La City of San Marino vaut-elle le détour ? add

Absolument. C’est le seul endroit où vous pouvez vous tenir dans un pays et en apercevoir deux autres à la fois — l’Italie, et le drapeau du Vatican flottant sur des clochers au loin — tout en respirant 1,300 ans d’indépendance ininterrompue. Le cœur médiéval se parcourt à pied en une matinée, mais il est assez dense pour remplir deux vraies journées si vous lisez chaque plaque de pierre.

Combien de jours faut-il passer à la City of San Marino ? add

Une bonne journée suffit pour les tours, la basilique et un déjeuner sans se presser. Ajoutez un deuxième jour pour le musée d’État, la Galleria Nazionale et un aperitivo en fin d’après-midi chez Euphoria, taillé dans la falaise. Après ça, vous chercherez des prétextes pour rester.

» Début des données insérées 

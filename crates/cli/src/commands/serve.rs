//! `toolrelay serve` — Start the HTTP gateway.

use toolrelay_config::AppConfig;
use toolrelay_core::Error;

pub async fn run(port_override: Option<u16>) -> Result<(), Box<dyn std::error::Error>> {
    let mut config = AppConfig::load().map_err(|e| Error::config(e.to_string()))?;

    if let Some(port) = port_override {
        config.gateway.port = port;
    }

    println!("toolrelay gateway");
    println!("   Listening:    http://{}", config.bind_addr());
    println!("   Messages:     POST /v1/messages");
    println!("   Chat:         POST /v1/chat/completions");
    println!("   Credentials:  {}", config.credentials.backend);

    toolrelay_gateway::start(config).await?;

    Ok(())
}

Faut-il un visa pour la City of San Marino ? add

Il n’existe pas de visa distinct : San Marino suit les règles Schengen italiennes. Si votre passeport ou votre carte d’identité de l’UE vous permet d’entrer en Italie, vous pouvez franchir la frontière invisible à Dogana sans aucun contrôle.

Comment aller de l’aéroport de Rimini à la City of San Marino ? add

Bonelli Bus assure une navette directe entre la gare de Rimini et le centre historique toutes les heures ; achetez votre billet en ligne pour éviter le supplément de €2 à bord. Le trajet dure 50 minutes sur une route en lacets, et vous serez heureux que quelqu’un d’autre soit au volant.

La City of San Marino est-elle sûre la nuit ? add

La criminalité violente y est presque inexistante, mais les ruelles de pierre deviennent glissantes avec la rosée et les parapets du Monte Titano n’ont pas de garde-corps. Restez dans les contrade bien éclairées et gardez les selfies au bord du vide pour la pleine lumière.

Peut-on boire l’eau du robinet à San Marino ? add

Oui. L’eau de source de montagne alimente les fontaines de la ville. Les habitants remplissent leurs bouteilles à la fontaine du 19e siècle sur la Piazza Sant’Agata ; faites comme eux, vous économiserez de l’argent et du plastique.